壊滅した超高層ビル群の上空を巨大な蛾のシルエットが現れる。小美人は、この怪獣をモスラと呼び、地球を守護する聖獣という。
既に長い戦いにより大きな翅は焼けただれ、破れている。月明かりを反射し青く輝く大きな複眼も、その輝きにくすみが見える。
モスラが向う先には、空に伸びるメーサー殺獣光線が標的とするゴジラがいる。
モスラの接近に気がついたゴジラは、放射熱線を放つ。放射熱線の青白い光線は、隊列を組んだメーサー殺獣光線車隊を瞬く間に跡形もなく破壊する。そして、その勢いを殺さず、放射熱線をモスラに向けて放った。

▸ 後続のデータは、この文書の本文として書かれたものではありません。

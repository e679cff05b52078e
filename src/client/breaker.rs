use std::sync::Mutex;

use crate::{KgqaError, Result};

/// Strike threshold used when none is configured
pub const DEFAULT_MAX_STRIKES: u32 = 10;

/// Failure accounting for one external client instance
#[derive(Debug, Clone, Copy, Default, PartialEq, Eq)]
pub struct RateBudget {
    /// Consecutive failed calls
    pub strikes: u32,
    /// Whether the most recent call failed
    pub previous_failed: bool,
}

/// Consecutive-failure guard shared by every call through one client
///
/// A failed call extends the streak when the previous call also failed and
/// starts a new one otherwise; a success clears it. Once strikes exceed
/// `max_strikes` the breaker stays open for the rest of the run.
#[derive(Debug)]
pub struct CircuitBreaker {
    name: String,
    max_strikes: u32,
    state: Mutex<RateBudget>,
}

impl CircuitBreaker {
    pub fn new(name: impl Into<String>, max_strikes: u32) -> Self {
        Self {
            name: name.into(),
            max_strikes,
            state: Mutex::new(RateBudget::default()),
        }
    }

    pub fn name(&self) -> &str {
        &self.name
    }

    pub fn budget(&self) -> RateBudget {
        *self.state.lock().unwrap()
    }

    pub fn is_open(&self) -> bool {
        self.budget().strikes > self.max_strikes
    }

    /// Fail fast when the breaker has already tripped
    pub fn check(&self) -> Result<()> {
        let budget = self.budget();
        if budget.strikes > self.max_strikes {
            return Err(self.open_error(budget.strikes));
        }
        Ok(())
    }

    pub fn record_success(&self) {
        let mut state = self.state.lock().unwrap();
        if state.strikes > 0 {
            log::debug!("{}: call succeeded, clearing {} strikes", self.name, state.strikes);
        }
        *state = RateBudget::default();
    }

    /// Count one failed call; returns the fatal error when it trips the breaker
    pub fn record_failure(&self) -> Result<()> {
        let mut state = self.state.lock().unwrap();
        state.strikes = if state.previous_failed { state.strikes + 1 } else { 1 };
        state.previous_failed = true;
        if state.strikes > self.max_strikes {
            log::error!(
                "{}: {} consecutive failures, giving up on this dependency",
                self.name,
                state.strikes
            );
            return Err(self.open_error(state.strikes));
        }
        Ok(())
    }

    fn open_error(&self, strikes: u32) -> KgqaError {
        KgqaError::CircuitOpen {
            client: self.name.clone(),
            strikes,
        }
    }
}
use thiserror::Error;

/// Main error type for kgqa
#[derive(Error, Debug)]
pub enum KgqaError {
    /// Malformed graph document (missing identifier, dangling edge, duplicate node)
    #[error("Graph load error: {0}")]
    GraphLoad(String),

    /// File system I/O errors
    #[error("IO error: {0}")]
    Io(#[from] std::io::Error),

    /// JSON (de)serialization errors
    #[error("JSON error: {0}")]
    Json(#[from] serde_json::Error),

    /// Description table errors
    #[error("CSV error: {0}")]
    Csv(#[from] csv::Error),

    /// Configuration errors
    #[error("Configuration error: {0}")]
    Config(String),

    /// Page fetch / transport errors
    #[error("Network error: {0}")]
    Network(String),

    /// Web search errors
    #[error("Search error: {0}")]
    Search(String),

    /// Completion API errors
    #[error("Completion API error: {0}")]
    Completion(String),

    /// Tokenizer initialisation errors
    #[error("Tokenizer error: {0}")]
    Tokenizer(String),

    /// Node identifier not present in the graph
    #[error("Node not found: {0}")]
    NodeNotFound(String),

    /// Invalid input
    #[error("Invalid input: {0}")]
    InvalidInput(String),

    /// Too many consecutive failures through one external client
    #[error("Circuit breaker open for {client} after {strikes} consecutive failures")]
    CircuitOpen { client: String, strikes: u32 },
}

impl KgqaError {
    /// Errors that must stop the pipeline instead of degrading to "no result"
    pub fn is_fatal(&self) -> bool {
        matches!(self, KgqaError::CircuitOpen { .. } | KgqaError::GraphLoad(_))
    }
}

/// Convenient Result type using KgqaError
pub type Result<T> = std::result::Result<T, KgqaError>;
pub mod page_cache;

pub use page_cache::PageCache;
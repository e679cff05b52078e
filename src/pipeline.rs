//! Query → retrieval → paths → descriptions → answer

use std::collections::HashSet;
use std::fmt;

use crate::enrich::DescriptionEnricher;
use crate::graph::{GraphPath, GraphStore};
use crate::paths::PathFinder;
use crate::retrieval::NodeRetriever;
use crate::services::Services;
use crate::synth::{fallback_answer, render_path, AnswerSynthesizer};
use crate::Result;

pub const NO_RELEVANT_NODES: &str = "No relevant nodes found.";
pub const NO_CONNECTING_PATHS: &str = "No connecting paths found.";

/// How a query ended
#[derive(Debug, Clone, PartialEq)]
pub enum Outcome {
    NoRelevantNodes,
    NoConnectingPaths,
    Answered { answer: String, paths: Vec<GraphPath> },
}

impl Outcome {
    pub fn answer(&self) -> &str {
        match self {
            Outcome::NoRelevantNodes => NO_RELEVANT_NODES,
            Outcome::NoConnectingPaths => NO_CONNECTING_PATHS,
            Outcome::Answered { answer, .. } => answer,
        }
    }

    pub fn paths(&self) -> &[GraphPath] {
        match self {
            Outcome::Answered { paths, .. } => paths,
            _ => &[],
        }
    }
}

impl fmt::Display for Outcome {
    fn fmt(&self, f: &mut fmt::Formatter<'_>) -> fmt::Result {
        f.write_str(self.answer())
    }
}

/// Candidate retrieval and path discovery for `query`
///
/// `Err` carries the terminal outcome when no node matches or no candidate
/// pair is connected.
pub fn discover_paths(
    store: &GraphStore,
    retriever: &NodeRetriever,
    path_finder: &PathFinder,
    query: &str,
) -> std::result::Result<Vec<GraphPath>, Outcome> {
    let candidates = retriever.retrieve(store, query);
    if candidates.is_empty() {
        return Err(Outcome::NoRelevantNodes);
    }
    let paths = path_finder.find_paths(store, &candidates, &candidates);
    if paths.is_empty() {
        return Err(Outcome::NoConnectingPaths);
    }
    Ok(paths)
}

/// Everything one run needs, built once
pub struct Pipeline {
    store: GraphStore,
    retriever: NodeRetriever,
    path_finder: PathFinder,
    enricher: DescriptionEnricher,
    synthesizer: AnswerSynthesizer,
    include_descriptions: bool,
}

impl Pipeline {
    pub fn new(store: GraphStore, services: Services) -> Self {
        Self {
            store,
            retriever: NodeRetriever::default(),
            path_finder: PathFinder::default(),
            enricher: DescriptionEnricher::new(services.clone()),
            synthesizer: AnswerSynthesizer::new(services),
            include_descriptions: false,
        }
    }

    pub fn with_retriever(mut self, retriever: NodeRetriever) -> Self {
        self.retriever = retriever;
        self
    }

    pub fn with_path_finder(mut self, path_finder: PathFinder) -> Self {
        self.path_finder = path_finder;
        self
    }

    /// Replace the enricher, e.g. one carrying description tables
    pub fn with_enricher(mut self, enricher: DescriptionEnricher) -> Self {
        self.enricher = enricher;
        self
    }

    pub fn with_descriptions_in_prompt(mut self, include: bool) -> Self {
        self.include_descriptions = include;
        self
    }

    pub fn store(&self) -> &GraphStore {
        &self.store
    }

    pub fn enricher(&self) -> &DescriptionEnricher {
        &self.enricher
    }

    /// Retrieval and path discovery only; no external calls
    pub fn find(&self, query: &str) -> std::result::Result<Vec<GraphPath>, Outcome> {
        discover_paths(&self.store, &self.retriever, &self.path_finder, query)
    }

    /// Run the whole pipeline for `query`
    ///
    /// Only fatal errors escape; a soft synthesis failure answers with the
    /// rendered paths instead.
    pub async fn answer(&self, query: &str) -> Result<Outcome> {
        let paths = match self.find(query) {
            Ok(paths) => paths,
            Err(outcome) => {
                log::info!("{}", outcome);
                return Ok(outcome);
            }
        };

        for (i, path) in paths.iter().enumerate() {
            log::info!("Path {}: {}", i + 1, path);
        }

        let mut seen = HashSet::new();
        let ordered: Vec<&str> = paths
            .iter()
            .flat_map(|p| p.nodes().iter().map(String::as_str))
            .filter(|id| seen.insert(*id))
            .collect();
        self.enricher.describe_all(&self.store, ordered.iter().copied()).await?;

        let descriptions = if self.include_descriptions {
            ordered
                .iter()
                .filter_map(|id| {
                    let node = self.store.node(id)?;
                    Some((node.name.clone(), self.enricher.cached(id)?))
                })
                .collect()
        } else {
            Vec::new()
        };

        let answer = match self
            .synthesizer
            .synthesize(&paths, &self.store, query, &descriptions)
            .await
        {
            Ok(answer) => answer,
            Err(e) if e.is_fatal() => return Err(e),
            Err(e) => {
                log::error!("Synthesis failed: {}", e);
                let rendered: Vec<String> = paths.iter().map(|p| render_path(&self.store, p)).collect();
                fallback_answer(&rendered)
            }
        };

        Ok(Outcome::Answered { answer, paths })
    }
}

モスラも麟粉を纏い、全身を輝かせてゴジラに体当たりを仕掛ける。
刹那、ゴジラとモスラがいた場所で大爆発が起こった。モスラは爆発四散し、肢や翅の残骸が周囲に飛び散る。
『モスラは燃え尽きました』
小美人は静かに言った。司令室に感情を押し殺した重苦しい空気が広がる。
「………ゴジラは?」
司令官は聞いた。空中にゴジラの姿を映した映像が浮かぶ。
「……まだ生きています」
「なんて奴だ!」
司令官は報告を聞き、机を殴った。
そんな司令室に、一人だけ少年がいた。
「大丈夫よ、お父さんは必ず成功させるわ」
少年の隣に立つ女性隊員は笑顔で言った。
「………」
少年は無言で空中映像のゴジラを眺める。
突如、空中映像に30歳前後の男の映像が浮かんだ。緊急回線を使ったのだ。
『澤本です! ………厄介な事になりました』
「澤本博士、どうしました?」
『ディメンション・タイドの遠隔操作装置が今の爆発で故障しました』
「修復は?」
『ここでは不可能です。………手動で操作をします。これなら、ゴジラにディメンション・タイド自体を運ぶことも可能です』
「しかし、それでは澤本博士が………」
『彰人を、息子をお願いします』
「わかった」
司令官は頷いた。そして、呆然と司令室に現れた父親の映像を眺めていた彰人をカメラの前に促す。
『彰人…』
「お父さん!」
『いいか、よく聞くんだ。お前のところへ戻るという約束は果たせそうも無い。……ゴジラを消す為に、お父さんも一緒に消滅する。』
「お父さん! 嫌だよ…戻ってきて」
『それはできない。…いいか、いつかお前にもわかる時がくる。その日までお前の成長を見てやれなくて残念だ』
「お父さん……」
『生きろ』
その一言を残し、通信は切れた。まもなくして、まばゆい光と共にゴジラは、東京と少年の父親を道ずれに消滅した。
ディメンション・タイド。それがオキシジェン・デストロイヤーに継いで、二度目にゴジラを消滅させた兵器の名前であった。